Yan karakterler çok iyi yazılmış ve hikaye örgüsünde herkes işlevini yerine getiriyor. Ancak devam sezonunun gelmeme ihtimalinin olmasından dolayı keşke bir nokta konulabilseymiş. Hem karakterlere hem de olay örgüsüne. Sanırım bunda son anda alınan kararlar neticesinde bölüm sayısının 13’ten 10’a düşürülmesinin de etkisi var. Bu sebeplerden dolayı birçok şey açıkta kaldı. En başından tek sezonluk olarak planlansaymış daha iyi olabilirmiş gibi geliyor.
Ana kötü karakterimiz olan Avery; oldukça soğukkanlı, çıkarı için çocuğunu ve sevdiği kadını öldürebilecek bir karakter olarak sunulmuş bizlere ama Avery’den ziyade Jason Woodrue karakterine de değinmek istiyorum. Çizgi romanlarda Floronic Man adıyla da bilinen karaktere dizide eşi Carolina’nın tedavisi için yaptıkları ile çok iyi bir motivasyon verilmiş ve bunun üzerinden karakter çok iyi yazılmış. Kevin Durand de role tam anlamıyla oturmuş. İleriki sezona yol yapmak adına after credits sahnesinde Woodrue’nun tıpkı Swamp Thing gibi bitki formuna dönüştüğünü de gördük.
Madame Xanadu ve Blue Devil karakterleri de hikayeye, idare eder, denilebilecek bir şekilde dahil edilmiş ancak canımı en çok sıkan şey Madame Xanadu karakteri oldu. Bunun için iki sebebim var. İlki karakteri siyahi bir oyuncunun canlandırması (Normalde bu konuda pek bir sıkıntım yok ama son zamanlarda DC bu durumu bıkkınlık seviyesine getirdi.). İkincisi de çizgi roman kurgusunda normalde çok güçlü bir büyücü olan bu kadın, lanetlenmesi sonucunda hem gözlerini kaybetmiş hem de güçlerini. Ancak bu haliyle bile dizidekinden çok daha güçlü ve hafife alınmayacak bir karakter. Bir barda oturup falcılık yapacak biri değil. Yine de geleceği görebilme gibi yetileri dizide korunmuş. Blue Devil gibi arka planda kalmış karakterleri bu tarz yapımlarda görmek de ayrı bir keyif. Karakter Swamp Thing gibi CGI yerine pratik efekt ile kotarılmış.
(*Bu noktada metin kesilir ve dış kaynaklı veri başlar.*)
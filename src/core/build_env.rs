//! Build environment setup
//!
//! Every toolchain command runs with the install prefix on `PKG_CONFIG_PATH`
//! and the bin dir on `PATH`, so later stages link against libraries and use
//! the assembler installed by earlier stages.

use std::collections::HashMap;
use std::path::{Path, PathBuf};

/// Build environment shared by all stages of one run
#[derive(Debug, Clone, PartialEq)]
pub struct BuildEnvironment {
    /// Install prefix for libraries and headers
    pub prefix: PathBuf,
    /// Directory receiving executables
    pub bin_dir: PathBuf,
    /// Number of parallel jobs
    pub jobs: usize,
    /// `PATH` inherited from the caller
    pub inherited_path: Option<String>,
}

impl BuildEnvironment {
    /// Create an environment installing into `prefix` and `bin_dir`
    pub fn new(prefix: PathBuf, bin_dir: PathBuf) -> Self {
        Self {
            prefix,
            bin_dir,
            jobs: num_cpus::get(),
            inherited_path: std::env::var("PATH").ok(),
        }
    }

    /// Set the number of parallel jobs
    #[must_use]
    pub fn with_jobs(mut self, jobs: usize) -> Self {
        self.jobs = jobs;
        self
    }

    /// Replace the inherited `PATH`
    #[must_use]
    pub fn with_inherited_path(mut self, path: Option<String>) -> Self {
        self.inherited_path = path;
        self
    }

    /// pkg-config search path covering the prefix
    pub fn pkg_config_path(&self) -> String {
        join_paths(&[
            self.prefix.join("lib").join("pkgconfig"),
            self.prefix.join("lib64").join("pkgconfig"),
            self.prefix.join("share").join("pkgconfig"),
        ])
    }

    /// `PATH` with the bin dir and prefix bin dir in front
    pub fn search_path(&self) -> String {
        let mut path = join_paths(&[self.bin_dir.clone(), self.prefix.join("bin")]);
        if let Some(ref inherited) = self.inherited_path {
            if !inherited.is_empty() {
                path.push(':');
                path.push_str(inherited);
            }
        }
        path
    }

    /// Include dir under the prefix
    pub fn include_dir(&self) -> PathBuf {
        self.prefix.join("include")
    }

    /// Library dir under the prefix
    pub fn lib_dir(&self) -> PathBuf {
        self.prefix.join("lib")
    }

    /// Convert to environment variable map for process execution
    pub fn to_env_map(&self) -> HashMap<String, String> {
        let mut env = HashMap::new();

        env.insert("PKG_CONFIG_PATH".to_string(), self.pkg_config_path());
        env.insert("PATH".to_string(), self.search_path());
        env.insert("PREFIX".to_string(), display(&self.prefix));
        env.insert("JOBS".to_string(), self.jobs.to_string());
        env
    }
}

fn display(path: &Path) -> String {
    path.display().to_string()
}

fn join_paths(paths: &[PathBuf]) -> String {
    paths.iter().map(|p| display(p)).collect::<Vec<_>>().join(":")
}

#[cfg(test)]
mod tests {
    use super::*;
    use proptest::prelude::*;

    fn sample() -> BuildEnvironment {
        BuildEnvironment::new(PathBuf::from("/opt/ff/build"), PathBuf::from("/home/u/bin"))
            .with_inherited_path(Some("/usr/bin:/bin".to_string()))
    }

    #[test]
    fn test_pkg_config_path_covers_prefix() {
        let env = sample();
        let path = env.pkg_config_path();
        assert!(path.starts_with("/opt/ff/build/lib/pkgconfig"));
        assert!(path.contains("/opt/ff/build/lib64/pkgconfig"));
    }

    #[test]
    fn test_search_path_puts_bin_dir_first() {
        let env = sample();
        assert_eq!(
            env.search_path(),
            "/home/u/bin:/opt/ff/build/bin:/usr/bin:/bin"
        );
    }

    #[test]
    fn test_search_path_without_inherited_path() {
        let env = sample().with_inherited_path(None);
        assert_eq!(env.search_path(), "/home/u/bin:/opt/ff/build/bin");
    }

    #[test]
    fn test_env_map_points_at_prefix() {
        let map = sample().with_jobs(3).to_env_map();
        assert_eq!(map.get("PREFIX").map(String::as_str), Some("/opt/ff/build"));
        assert_eq!(map.get("JOBS").map(String::as_str), Some("3"));
        assert!(map["PATH"].starts_with("/home/u/bin:"));
    }

    proptest! {
        #![proptest_config(ProptestConfig::with_cases(100))]

        #[test]
        fn prop_env_map_contains_required_variables(
            prefix in "/[a-z]{1,10}(/[a-z]{1,10}){0,3}",
            jobs in 1usize..=64,
        ) {
            let env = BuildEnvironment::new(PathBuf::from(&prefix), PathBuf::from("/bin"))
                .with_jobs(jobs);
            let map = env.to_env_map();

            prop_assert!(map.contains_key("PKG_CONFIG_PATH"));
            prop_assert!(map.contains_key("PATH"));
            prop_assert_eq!(map.get("PREFIX").unwrap(), &prefix);
            prop_assert_eq!(map.get("JOBS").unwrap(), &jobs.to_string());
        }
    }
}
impl<'a> StageExecutor<'a> {
    /// Create an executor over the given collaborators
    pub fn new(
        layout: WorkLayout,
        source_control: &'a dyn SourceControl,
        archives: &'a dyn ArchiveSource,
        toolchain: &'a dyn Toolchain,
        composer: FeatureComposer<'a>,
        env: BuildEnvironment,
    ) -> Self {
        Self {
            layout,
            source_control,
            archives,
            toolchain,
            composer,
            env,
            force: false,
            extra_framework_flags: Vec::new(),
            on_transition: None,
        }
    }

    /// Rebuild even when the install stamp is current
    #[must_use]
    pub fn with_force(mut self, force: bool) -> Self {
        self.force = force;
        self
    }

    /// Flags appended to the framework configure after the composed ones
    #[must_use]
    pub fn with_extra_framework_flags(mut self, flags: Vec<String>) -> Self {
        self.extra_framework_flags = flags;
        self
    }

    /// Observe stage transitions
    #[must_use]
    pub fn with_callback(mut self, callback: StageCallback) -> Self {
        self.on_transition = Some(callback);
        self
    }

    /// Run every stage in table order, halting at the first failure
    pub async fn run(
        &self,
        table: &ComponentTable,
        records: &Resolutions,
        framework_tag: Option<&str>,
    ) -> PipelineResult {
        let mut result = PipelineResult::default();

        for component in table.iter() {
            let mut stage = BuildStage::new(&component.name);

            if result.failure.is_some() {
                result.stages.push(stage);
                continue;
            }

            if component.kind == ComponentKind::Framework {
                result.composed = Some(self.composer.compose(table, records));
            }

            let needs_build = records
                .get(&component.name)
                .is_some_and(|r| r.needs_build());
            if !needs_build {
                self.set_state(&mut stage, StageState::Skipped);
                result.stages.push(stage);
                continue;
            }

            let flags = self.configure_flags(component, result.composed.as_ref());

            if let Err(error) = self
                .run_stage(component, &mut stage, framework_tag, &flags)
                .await
            {
                tracing::error!("{error}");
                self.set_state(&mut stage, StageState::Failed);
                stage.failure = Some(error.clone());
                result.failure = Some(error);
            }
            result.stages.push(stage);
        }

        result
    }

    async fn run_stage(
        &self,
        component: &Component,
        stage: &mut BuildStage,
        framework_tag: Option<&str>,
        flags: &[String],
    ) -> Result<(), StageError> {
        let name = component.name.as_str();

        self.set_state(stage, StageState::Fetching);
        let (acquired, identity) = match component.secondary.source {
            SourceSpec::Git { ref url, ref tag } => {
                let tag = match tag {
                    TagPin::Fixed(tag) => tag.as_str(),
                    TagPin::Resolved => framework_tag
                        .ok_or_else(|| failed(name, Substep::Acquire, "no version resolved"))?,
                };
                (self.acquire_git(name, url, tag)?, tag.to_string())
            }
            SourceSpec::Archive {
                ref url,
                ref file_name,
                ref sha256,
            } => (
                self.acquire_archive(name, url, file_name, sha256).await?,
                sha256.to_lowercase(),
            ),
        };
        stage.acquired = Some(acquired);
        info!("{name}: source {acquired}");

        self.set_state(stage, StageState::Verifying);
        if let SourceSpec::Archive {
            ref file_name,
            ref sha256,
            ..
        } = component.secondary.source
        {
            self.verify_archive(name, file_name, sha256, acquired)?;
        }

        let stamp_path = self.layout.stamp_path(name);
        if acquired == Acquired::Updated && !self.force {
            if let Some(stamp) = InstallStamp::load(&stamp_path) {
                if stamp.matches(&identity, flags) {
                    info!("{name}: up to date");
                    stage.up_to_date = true;
                    self.set_state(stage, StageState::Done);
                    return Ok(());
                }
            }
        }
        if stamp_path.exists() {
            fs::remove_file(&stamp_path)
                .map_err(|e| failed(name, Substep::Configure, &e.to_string()))?;
        }

        let ctx = self.build_context(component)?;

        self.set_state(stage, StageState::Configuring);
        self.toolchain
            .configure(&ctx, flags)
            .map_err(|e| failed(name, Substep::Configure, &e.to_string()))?;

        self.set_state(stage, StageState::Building);
        self.toolchain
            .build(&ctx, self.env.jobs)
            .map_err(|e| failed(name, Substep::Build, &e.to_string()))?;

        self.set_state(stage, StageState::Installing);
        self.toolchain
            .install(&ctx)
            .map_err(|e| failed(name, Substep::Install, &e.to_string()))?;

        InstallStamp::new(name, &identity, flags)
            .save(&stamp_path)
            .map_err(|e| failed(name, Substep::Install, &e.to_string()))?;

        self.set_state(stage, StageState::Done);
        Ok(())
    }

    /// Update the working copy in place, or clone it fresh
    fn acquire_git(&self, name: &str, url: &str, tag: &str) -> Result<Acquired, StageError> {
        let dest = self.layout.source_dir(name);

        if dest.exists() {
            match self.source_control.update(&dest, tag) {
                Ok(UpdateOutcome::Current) => return Ok(Acquired::Updated),
                Ok(UpdateOutcome::Moved) => {
                    info!("{name}: working copy moved to {tag}");
                    return Ok(Acquired::Updated);
                }
                Ok(UpdateOutcome::Unusable) => {
                    info!("{name}: working copy is not at {tag}, cloning again");
                }
                Err(e) => return Err(failed(name, Substep::Acquire, &e.to_string())),
            }
        }

        let commit = self
            .source_control
            .clone_at(url, tag, &dest)
            .map_err(|e| failed(name, Substep::Acquire, &e.to_string()))?;
        debug!("{name}: cloned {tag} at {commit}");
        Ok(Acquired::Fresh)
    }

    /// Reuse a downloaded and unpacked archive, or download it
    async fn acquire_archive(
        &self,
        name: &str,
        url: &str,
        file_name: &str,
        sha256: &str,
    ) -> Result<Acquired, StageError> {
        let archive_path = self.layout.archive_path(file_name);

        if archive_path.exists() {
            if unpacked_marker(&self.layout.source_dir(name)).as_deref()
                == Some(sha256.to_lowercase().as_str())
            {
                return Ok(Acquired::Updated);
            }
            return Ok(Acquired::Fresh);
        }

        info!("{name}: downloading {url}");
        let bytes = self
            .archives
            .fetch(url, &archive_path)
            .await
            .map_err(|e| failed(name, Substep::Acquire, &e.to_string()))?;
        debug!("{name}: downloaded {bytes} bytes");
        Ok(Acquired::Fresh)
    }

    /// Check the archive digest and unpack it when freshly acquired
    ///
    /// A mismatch leaves the archive in place for inspection.
    fn verify_archive(
        &self,
        name: &str,
        file_name: &str,
        sha256: &str,
        acquired: Acquired,
    ) -> Result<(), StageError> {
        let archive_path = self.layout.archive_path(file_name);
        let actual = self
            .archives
            .digest(&archive_path)
            .map_err(|e| failed(name, Substep::Verify, &e.to_string()))?;

        if !actual.eq_ignore_ascii_case(sha256) {
            return Err(StageError::IntegrityMismatch {
                component: name.to_string(),
                file: archive_path.display().to_string(),
                expected: sha256.to_lowercase(),
                actual,
            });
        }

        if acquired == Acquired::Fresh {
            let dest = self.layout.source_dir(name);
            if dest.exists() {
                fs::remove_dir_all(&dest)
                    .map_err(|e| failed(name, Substep::Verify, &e.to_string()))?;
            }
            self.archives
                .unpack(&archive_path, &dest)
                .map_err(|e| failed(name, Substep::Verify, &e.to_string()))?;
            fs::write(dest.join(PIN_FILE_NAME), format!("{}\n", sha256.to_lowercase()))
                .map_err(|e| failed(name, Substep::Verify, &e.to_string()))?;
        }
        Ok(())
    }

    fn build_context(&self, component: &Component) -> Result<BuildContext, StageError> {
        let name = component.name.as_str();
        let recipe = &component.secondary.recipe;

        let logs_dir = self.layout.logs_dir();
        fs::create_dir_all(&logs_dir)
            .map_err(|e| failed(name, Substep::Configure, &e.to_string()))?;

        let mut source_dir = self.layout.source_dir(name);
        if let Some(ref subdir) = recipe.subdir {
            source_dir = source_dir.join(subdir);
        }

        Ok(BuildContext {
            component: name.to_string(),
            system: recipe.system.clone(),
            source_dir,
            build_dir: self.layout.build_dir(name),
            log_file: self.layout.log_path(name),
            installs_binaries: recipe.installs_binaries,
            env: self.env.clone(),
        })
    }

    /// Flags passed to configure: recipe flags, then for the framework the
    /// prefix search flags, composed feature flags and user extras
    fn configure_flags(&self, component: &Component, composed: Option<&ComposedFlags>) -> Vec<String> {
        let mut flags = component.secondary.recipe.configure_flags.clone();
        if component.kind == ComponentKind::Framework {
            flags.push(format!("--extra-cflags=-I{}", self.env.include_dir().display()));
            flags.push(format!("--extra-ldflags=-L{}", self.env.lib_dir().display()));
            if let Some(composed) = composed {
                flags.extend(composed.flags.iter().cloned());
            }
            flags.extend(self.extra_framework_flags.iter().cloned());
        }
        flags
    }

    fn set_state(&self, stage: &mut BuildStage, next: StageState) {
        stage.advance(next);
        if let Some(ref callback) = self.on_transition {
            callback(&stage.component, next);
        }
    }
}

fn failed(component: &str, substep: Substep, reason: &str) -> StageError {
    StageError::StageFailed {
        component: component.to_string(),
        substep,
        reason: reason.to_string(),
    }
}

fn unpacked_marker(source_dir: &Path) -> Option<String> {
    fs::read_to_string(source_dir.join(PIN_FILE_NAME))
        .ok()
        .map(|s| s.trim().to_lowercase())
}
Son olarak bir şeyden daha bahsetmek istiyorum. Dizi eğer devam etseydi ileriki sezonlarda Justice League Dark ekibini görecektik. (Bilmeyenler için DC evreninde Justice League ekibinin mistik olaylarla ilgilenen alt ekiplerinden biri). Düşünsenize bu evrende Constantine, Zatanna, Swamp Thing ve Etrigan’ı bir arada görecektik. Ne diyelim! Hayaller ve hayatlar. 🙁
Yukarıda da bahsettiğim gibi ne yazık ki dizinin 2. sezonu gelmeyecek. Platform muhasebeden kaynaklı bir sebepten ötürü böyle bir karar almış ancak başka bir kanal tarafından satın alınıp yeni bir sezonun çekilme ihtimali var. Umarız ki iyi bir kanal tarafından hakları devralınır ve seviyesini koruyarak devam sezonları çekilir.